- **Task directions**
Below are records; write all of them out exactly.

- **Provided data**
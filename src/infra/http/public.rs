use std::sync::Arc;

use axum::{
    Router,
    extract::{Path, Query, State},
    http::StatusCode,
    middleware,
    response::{IntoResponse, Response},
    routing::get,
};
use serde::Deserialize;
use uuid::Uuid;

use crate::{
    application::{
        error::HttpError,
        feed::{FeedError, FeedScope, FeedService},
        pagination::parse_page_number,
        posts::{PostError, PostService},
        repos::UsersRepo,
        subscriptions::SubscriptionService,
    },
    config::AuthSettings,
    infra::db::SqliteRepositories,
    presentation::views::{
        FeedView, FollowTemplate, GroupListTemplate, GroupView, IndexTemplate, LayoutContext,
        PostDetailTemplate, PostDetailView, ProfileTemplate, ProfileView,
        render_not_found_response, render_template_response,
    },
};

use super::{
    AuthUser, Viewer, actions, db_health_response,
    middleware::{log_responses, set_request_context},
};

#[derive(Clone)]
pub struct HttpState {
    pub feed: Arc<FeedService>,
    pub posts: Arc<PostService>,
    pub subscriptions: Arc<SubscriptionService>,
    pub users: Arc<dyn UsersRepo>,
    pub db: Arc<SqliteRepositories>,
    pub auth: Arc<AuthSettings>,
}

pub fn build_router(state: HttpState) -> Router {
    let read_routes = Router::new()
        .route("/", get(index))
        .route("/group/{slug}/", get(group_posts))
        .route("/profile/{username}/", get(profile))
        .route("/posts/{id}/", get(post_detail))
        .route("/follow/", get(follow_index))
        .route("/_health/db", get(public_health));

    let auth = state.auth.clone();
    read_routes
        .merge(actions::router())
        .fallback(fallback_router)
        .with_state(state)
        .layer(middleware::from_fn(log_responses))
        .layer(middleware::from_fn_with_state(auth, set_request_context))
}

#[derive(Debug, Default, Deserialize)]
#[serde(default)]
pub(super) struct PageQuery {
    page: Option<String>,
}

impl PageQuery {
    pub(super) fn number(&self) -> u32 {
        parse_page_number(self.page.as_deref())
    }
}

/// Path ids that do not parse as UUIDs name no post.
pub(super) fn parse_post_id(raw: &str) -> Option<Uuid> {
    Uuid::parse_str(raw.trim()).ok()
}

async fn index(
    State(state): State<HttpState>,
    viewer: Viewer,
    Query(query): Query<PageQuery>,
) -> Response {
    match state.feed.get_page(FeedScope::All, query.number()).await {
        Ok(page) => {
            let view = LayoutContext::new(
                viewer.user(),
                "Latest updates on the site",
                FeedView::from_page(&page),
            );
            render_template_response(IndexTemplate { view }, StatusCode::OK)
        }
        Err(err) => feed_error_to_response(err, &viewer),
    }
}

async fn group_posts(
    State(state): State<HttpState>,
    viewer: Viewer,
    Path(slug): Path<String>,
    Query(query): Query<PageQuery>,
) -> Response {
    match state.feed.group_page(&slug, query.number()).await {
        Ok(group) => {
            let title = format!("Posts of the group {}", group.group.title);
            let view = LayoutContext::new(viewer.user(), title, GroupView::from(&group));
            render_template_response(GroupListTemplate { view }, StatusCode::OK)
        }
        Err(err) => feed_error_to_response(err, &viewer),
    }
}

async fn profile(
    State(state): State<HttpState>,
    viewer: Viewer,
    Path(username): Path<String>,
    Query(query): Query<PageQuery>,
) -> Response {
    let viewer_id = viewer.user().map(|user| user.id);
    match state
        .feed
        .profile(&username, viewer_id, query.number())
        .await
    {
        Ok(profile) => {
            let title = format!("Profile of {}", profile.author.display_name());
            let content = ProfileView::new(&profile, viewer.user());
            let view = LayoutContext::new(viewer.user(), title, content);
            render_template_response(ProfileTemplate { view }, StatusCode::OK)
        }
        Err(err) => feed_error_to_response(err, &viewer),
    }
}

async fn post_detail(
    State(state): State<HttpState>,
    viewer: Viewer,
    Path(raw_id): Path<String>,
) -> Response {
    let Some(post_id) = parse_post_id(&raw_id) else {
        return render_not_found_response(viewer.user());
    };

    match state.posts.post_detail(post_id, viewer.user()).await {
        Ok(detail) => {
            let title = format!(
                "Post {}",
                crate::domain::posts::short_label(&detail.post.text)
            );
            let content = PostDetailView::new(&detail, viewer.user());
            let view = LayoutContext::new(viewer.user(), title, content);
            render_template_response(PostDetailTemplate { view }, StatusCode::OK)
        }
        Err(PostError::NotFound { .. }) => render_not_found_response(viewer.user()),
        Err(err) => HttpError::from(err).into_response(),
    }
}

async fn follow_index(
    State(state): State<HttpState>,
    AuthUser(user): AuthUser,
    Query(query): Query<PageQuery>,
) -> Response {
    match state
        .feed
        .get_page(FeedScope::ByFollower(user.id), query.number())
        .await
    {
        Ok(page) => {
            let view = LayoutContext::new(
                Some(&user),
                "Posts of authors you follow",
                FeedView::from_page(&page),
            );
            render_template_response(FollowTemplate { view }, StatusCode::OK)
        }
        Err(err) => HttpError::from(err).into_response(),
    }
}

async fn public_health(State(state): State<HttpState>) -> Response {
    db_health_response(state.db.health_check().await)
}

async fn fallback_router(viewer: Viewer) -> Response {
    render_not_found_response(viewer.user())
}

fn feed_error_to_response(err: FeedError, viewer: &Viewer) -> Response {
    match err {
        FeedError::NotFound { .. } => render_not_found_response(viewer.user()),
        other => HttpError::from(other).into_response(),
    }
}

#[cfg(test)]
mod tests {
    use super::*;

    #[test]
    fn page_query_defaults_to_first_page() {
        assert_eq!(PageQuery::default().number(), 1);
        let query = PageQuery {
            page: Some("3".to_string()),
        };
        assert_eq!(query.number(), 3);
    }

    #[test]
    fn malformed_post_ids_are_rejected() {
        assert!(parse_post_id("not-a-uuid").is_none());
        let nil = uuid::Uuid::nil().to_string();
        assert_eq!(parse_post_id(&nil), Some(uuid::Uuid::nil()));
    }
}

- **Solution**
filename src/infra/http/public.rs
use std::sync::Arc;

use axum::{
    Router,
    extract::{Path, Query, State},
    http::StatusCode,
    middleware,
    response::{IntoResponse, Response},
    routing::get,
};
use serde::Deserialize;
use uuid::Uuid;

use crate::{
    application::{
        error::HttpError,
        feed::{FeedError, FeedScope, FeedService},
        pagination::parse_page_number,
        posts::{PostError, PostService},
        repos::UsersRepo,
        subscriptions::SubscriptionService,
    },
    config::AuthSettings,
    infra::db::SqliteRepositories,
    presentation::views::{
        FeedView, FollowTemplate, GroupListTemplate, GroupView, IndexTemplate, LayoutContext,
        PostDetailTemplate, PostDetailView, ProfileTemplate, ProfileView,
        render_not_found_response, render_template_response,
    },
};

use super::{
    AuthUser, Viewer, actions, db_health_response,
    middleware::{log_responses, set_request_context},
};

#[derive(Clone)]
pub struct HttpState {
    pub feed: Arc<FeedService>,
    pub posts: Arc<PostService>,
    pub subscriptions: Arc<SubscriptionService>,
    pub users: Arc<dyn UsersRepo>,
    pub db: Arc<SqliteRepositories>,
    pub auth: Arc<AuthSettings>,
}

pub fn build_router(state: HttpState) -> Router {
    let read_routes = Router::new()
        .route("/", get(index))
        .route("/group/{slug}/", get(group_posts))
        .route("/profile/{username}/", get(profile))
        .route("/posts/{id}/", get(post_detail))
        .route("/follow/", get(follow_index))
        .route("/_health/db", get(public_health));

    let auth = state.auth.clone();
    read_routes
        .merge(actions::router())
        .fallback(fallback_router)
        .with_state(state)
        .layer(middleware::from_fn(log_responses))
        .layer(middleware::from_fn_with_state(auth, set_request_context))
}

#[derive(Debug, Default, Deserialize)]
#[serde(default)]
pub(super) struct PageQuery {
    page: Option<String>,
}

impl PageQuery {
    pub(super) fn number(&self) -> u32 {
        parse_page_number(self.page.as_deref())
    }
}

/// Path ids that do not parse as UUIDs name no post.
pub(super) fn parse_post_id(raw: &str) -> Option<Uuid> {
    Uuid::parse_str(raw.trim()).ok()
}

async fn index(
    State(state): State<HttpState>,
    viewer: Viewer,
    Query(query): Query<PageQuery>,
) -> Response {
    match state.feed.get_page(FeedScope::All, query.number()).await {
        Ok(page) => {
            let view = LayoutContext::new(
                viewer.user(),
                "Latest updates on the site",
                FeedView::from_page(&page),
            );
            render_template_response(IndexTemplate { view }, StatusCode::OK)
        }
        Err(err) => feed_error_to_response(err, &viewer),
    }
}

async fn group_posts(
    State(state): State<HttpState>,
    viewer: Viewer,
    Path(slug): Path<String>,
    Query(query): Query<PageQuery>,
) -> Response {
    match state.feed.group_page(&slug, query.number()).await {
        Ok(group) => {
            let title = format!("Posts of the group {}", group.group.title);
            let view = LayoutContext::new(viewer.user(), title, GroupView::from(&group));
            render_template_response(GroupListTemplate { view }, StatusCode::OK)
        }
        Err(err) => feed_error_to_response(err, &viewer),
    }
}

async fn profile(
    State(state): State<HttpState>,
    viewer: Viewer,
    Path(username): Path<String>,
    Query(query): Query<PageQuery>,
) -> Response {
    let viewer_id = viewer.user().map(|user| user.id);
    match state
        .feed
        .profile(&username, viewer_id, query.number())
        .await
    {
        Ok(profile) => {
            let title = format!("Profile of {}", profile.author.display_name());
            let content = ProfileView::new(&profile, viewer.user());
            let view = LayoutContext::new(viewer.user(), title, content);
            render_template_response(ProfileTemplate { view }, StatusCode::OK)
        }
        Err(err) => feed_error_to_response(err, &viewer),
    }
}

async fn post_detail(
    State(state): State<HttpState>,
    viewer: Viewer,
    Path(raw_id): Path<String>,
) -> Response {
    let Some(post_id) = parse_post_id(&raw_id) else {
        return render_not_found_response(viewer.user());
    };

    match state.posts.post_detail(post_id, viewer.user()).await {
        Ok(detail) => {
            let title = format!(
                "Post {}",
                crate::domain::posts::short_label(&detail.post.text)
            );
            let content = PostDetailView::new(&detail, viewer.user());
            let view = LayoutContext::new(viewer.user(), title, content);
            render_template_response(PostDetailTemplate { view }, StatusCode::OK)
        }
        Err(PostError::NotFound { .. }) => render_not_found_response(viewer.user()),
        Err(err) => HttpError::from(err).into_response(),
    }
}

async fn follow_index(
    State(state): State<HttpState>,
    AuthUser(user): AuthUser,
    Query(query): Query<PageQuery>,
) -> Response {
    match state
        .feed
        .get_page(FeedScope::ByFollower(user.id), query.number())
        .await
    {
        Ok(page) => {
            let view = LayoutContext::new(
                Some(&user),
                "Posts of authors you follow",
                FeedView::from_page(&page),
            );
            render_template_response(FollowTemplate { view }, StatusCode::OK)
        }
        Err(err) => HttpError::from(err).into_response(),
    }
}

async fn public_health(State(state): State<HttpState>) -> Response {
    db_health_response(state.db.health_check().await)
}

async fn fallback_router(viewer: Viewer) -> Response {
    render_not_found_response(viewer.user())
}

fn feed_error_to_response(err: FeedError, viewer: &Viewer) -> Response {
    match err {
        FeedError::NotFound { .. } => render_not_found_response(viewer.user()),
        other => HttpError::from(other).into_response(),
    }
}

#[cfg(test)]
mod tests {
    use super::*;

    #[test]
    fn page_query_defaults_to_first_page() {
        assert_eq!(PageQuery::default().number(), 1);
        let query = PageQuery {
            page: Some("3".to_string()),
        };
        assert_eq!(query.number(), 3);
    }

    #[test]
    fn malformed_post_ids_are_rejected() {
        assert!(parse_post_id("not-a-uuid").is_none());
        let nil = uuid::Uuid::nil().to_string();
        assert_eq!(parse_post_id(&nil), Some(uuid::Uuid::nil()));
    }
}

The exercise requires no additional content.